The Act safeguards rights of people living with HIV and affected by HIV. It also addresses HIV-related discrimination, strengthen existing programme by bringing in legal accountability and establish formal mechanisms for inquiring into complaints and redressing grievances.
- There are approximately 21 lakh persons estimated to be living with HIV in India.
- The prevalence of HIV is decreasing over the last decade but percentage of PLHIV receiving Anti-Retroviral therapy (ART) treatment are merely 25.82% against global percentage of 41%
- It is the first national HIV law in South Asia
Key Features of Act
- Prevent and control the spread of HIV and AIDS.
- It prohibits discrimination against persons with HIV and AIDS.
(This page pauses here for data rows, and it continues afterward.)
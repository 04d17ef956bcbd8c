//! CoinGecko API Client
//!
//! Fetches spot prices from the `/simple/price` endpoint and the full coin
//! list from `/coins/list`. An API key, when configured, is attached to every
//! request as a header.

use super::crypto_price::{AssetCatalog, PriceSource};
use crate::error::{CatalogError, PriceSourceError};
use crate::types::{Asset, PriceObservation, PriceQuery};
use async_trait::async_trait;
use reqwest::{Client, RequestBuilder};
use serde_json::{Map, Value};
use std::collections::HashMap;
use std::time::Duration;
use tracing::debug;

pub const DEFAULT_BASE_URL: &str = "https://api.coingecko.com/api/v3";
pub const DEFAULT_API_KEY_HEADER: &str = "x-cg-pro-api-key";
const LAST_UPDATED_FIELD: &str = "last_updated_at";

/// Connection settings for [`CoinGeckoClient`]
#[derive(Debug, Clone)]
pub struct CoinGeckoConfig {
    pub base_url: String,
    pub api_key: Option<String>,
    pub api_key_header: String,
    pub timeout: Duration,
}

impl Default for CoinGeckoConfig {
    fn default() -> Self {
        Self {
            base_url: DEFAULT_BASE_URL.to_string(),
            api_key: None,
            api_key_header: DEFAULT_API_KEY_HEADER.to_string(),
            timeout: Duration::from_secs(30),
        }
    }
}

/// CoinGecko HTTP client
pub struct CoinGeckoClient {
    client: Client,
    base_url: String,
    api_key: Option<String>,
    api_key_header: String,
}

/// `/simple/price` response: asset id -> { currency or attribute -> value }
type SimplePriceResponse = HashMap<String, Map<String, Value>>;

impl CoinGeckoClient {
    pub fn new(config: CoinGeckoConfig) -> Result<Self, PriceSourceError> {
        let client = Client::builder()
            .timeout(config.timeout)
            .user_agent("Pricewatch/1.0")
            .build()?;

        Ok(Self {
            client,
            base_url: config.base_url.trim_end_matches('/').to_string(),
            api_key: config.api_key,
            api_key_header: config.api_key_header,
        })
    }

    fn get(&self, path: &str) -> RequestBuilder {
        let url = format!("{}{}", self.base_url, path);
        let request = self.client.get(url);
        match &self.api_key {
            Some(key) => request.header(self.api_key_header.as_str(), key.as_str()),
            None => request,
        }
    }

    /// Query parameters for `/simple/price`
    fn price_params(query: &PriceQuery) -> Vec<(&'static str, String)> {
        vec![
            ("ids", query.asset_id.clone()),
            ("vs_currencies", query.currency.clone()),
            ("include_24hr_vol", query.include_volume.to_string()),
            ("include_24hr_change", query.include_change.to_string()),
            ("include_last_updated_at", query.include_last_updated.to_string()),
        ]
    }
}

/// Extract one asset's price (and timestamp, if requested) from a `/simple/price` body
pub fn parse_simple_price(body: &str, query: &PriceQuery) -> Result<PriceObservation, PriceSourceError> {
    let mut response: SimplePriceResponse = serde_json::from_str(body)?;

    let missing = |field: &str| PriceSourceError::MissingField {
        asset_id: query.asset_id.clone(),
        field: field.to_string(),
    };

    let fields = response
        .remove(&query.asset_id)
        .ok_or_else(|| missing(&query.asset_id))?;

    let price = fields
        .get(&query.currency)
        .and_then(Value::as_f64)
        .ok_or_else(|| missing(&query.currency))?;

    let observed_at = if query.include_last_updated {
        let ts = fields
            .get(LAST_UPDATED_FIELD)
            .and_then(|v| v.as_i64().or_else(|| v.as_f64().map(|f| f as i64)))
            .ok_or_else(|| missing(LAST_UPDATED_FIELD))?;
        Some(ts)
    } else {
        None
    };

    Ok(PriceObservation {
        asset_id: query.asset_id.clone(),
        price,
        observed_at,
    })
}

#[async_trait]
impl PriceSource for CoinGeckoClient {
    fn provider_name(&self) -> &str {
        "CoinGecko"
    }

    async fn fetch_price(&self, query: &PriceQuery) -> Result<PriceObservation, PriceSourceError> {
        debug!(asset_id = %query.asset_id, currency = %query.currency, "Fetching price from CoinGecko");

        let response = self
            .get("/simple/price")
            .query(&Self::price_params(query))
            .send()
            .await?;

        let status = response.status();
        let body = response.text().await?;
        if !status.is_success() {
            return Err(PriceSourceError::Status {
                status: status.as_u16(),
                body,
            });
        }

        parse_simple_price(&body, query)
    }
}

#[async_trait]
impl AssetCatalog for CoinGeckoClient {
    async fn list_assets(&self) -> Result<Vec<Asset>, CatalogError> {
        debug!("Fetching coin list from CoinGecko");

        let response = self.get("/coins/list").send().await?;

        let status = response.status();
        let body = response.text().await?;
        if !status.is_success() {
            return Err(CatalogError::Status {
                status: status.as_u16(),
                body,
            });
        }

        // Entries are `{id, symbol, name}` objects
        let assets: Vec<Asset> = serde_json::from_str(&body)?;
        if assets.is_empty() {
            return Err(CatalogError::Empty);
        }

        Ok(assets)
    }
}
- It lists various grounds on which discrimination against HIV positive persons and those living with them is prohibited.
- These discrimination grounds include denial, termination, discontinuation or unfair treatment with regard to
- educational establishments
- health care services,
- standing for public or private office,
- residing or renting property and
- provision of insurance.
- It also prohibits requirement for HIV testing as pre-requisite for obtaining employment or accessing health care or education.
- It mentions that every HIV infected or affected person below age of 18 years has right to reside in shared household and enjoy facilities of household.
- No person will be compelled to disclose his HIV status except with his informed consent, and if required by a court order
- Establishments keeping records of information of PLHIV must adopt data protection measures.
- Obligations on establishments to safeguard rights of persons living with HIV and create mechanisms for redressing complaints.
- Prohibits any individual from publishing information or advocating feelings of hatred against HIV positive persons and PLHIV.
- It mentions that person between 12 to 18 years of age having sufficient maturity in understanding and managing affairs of his HIV or AIDS affected family will be competent to act as guardian of another sibling below 18 years of age.
Importance of Act
The Act would provide essential support to National AIDS Control Programme in arresting new spread of HIV infections and thereby achieving the target of “Ending the epidemic by 2030” to meet goal Sustainable Development Goals
What is missing in the Act?
- The Act brings a rights-based approach to AIDS treatment, making it imperative for both the central and state governments to provide treatment “as far as possible”.
- Though the Act lays down that treatment is the right of the patient, it stops short of making it a legal right — and therefore, a patient who is denied ART treatment cannot ordinarily drag any government to court.
- Provisions only protect infected individuals from prejudiced behaviour and attitudes. Communities that are vulnerable to infection, individuals who are yet to be tested and kin of those infected are still subjected to stigma and biased perspectives.
- The need is to adopt a holistic approach to successfully combat discrimination against the infected and the vulnerable, and create safe spaces for them.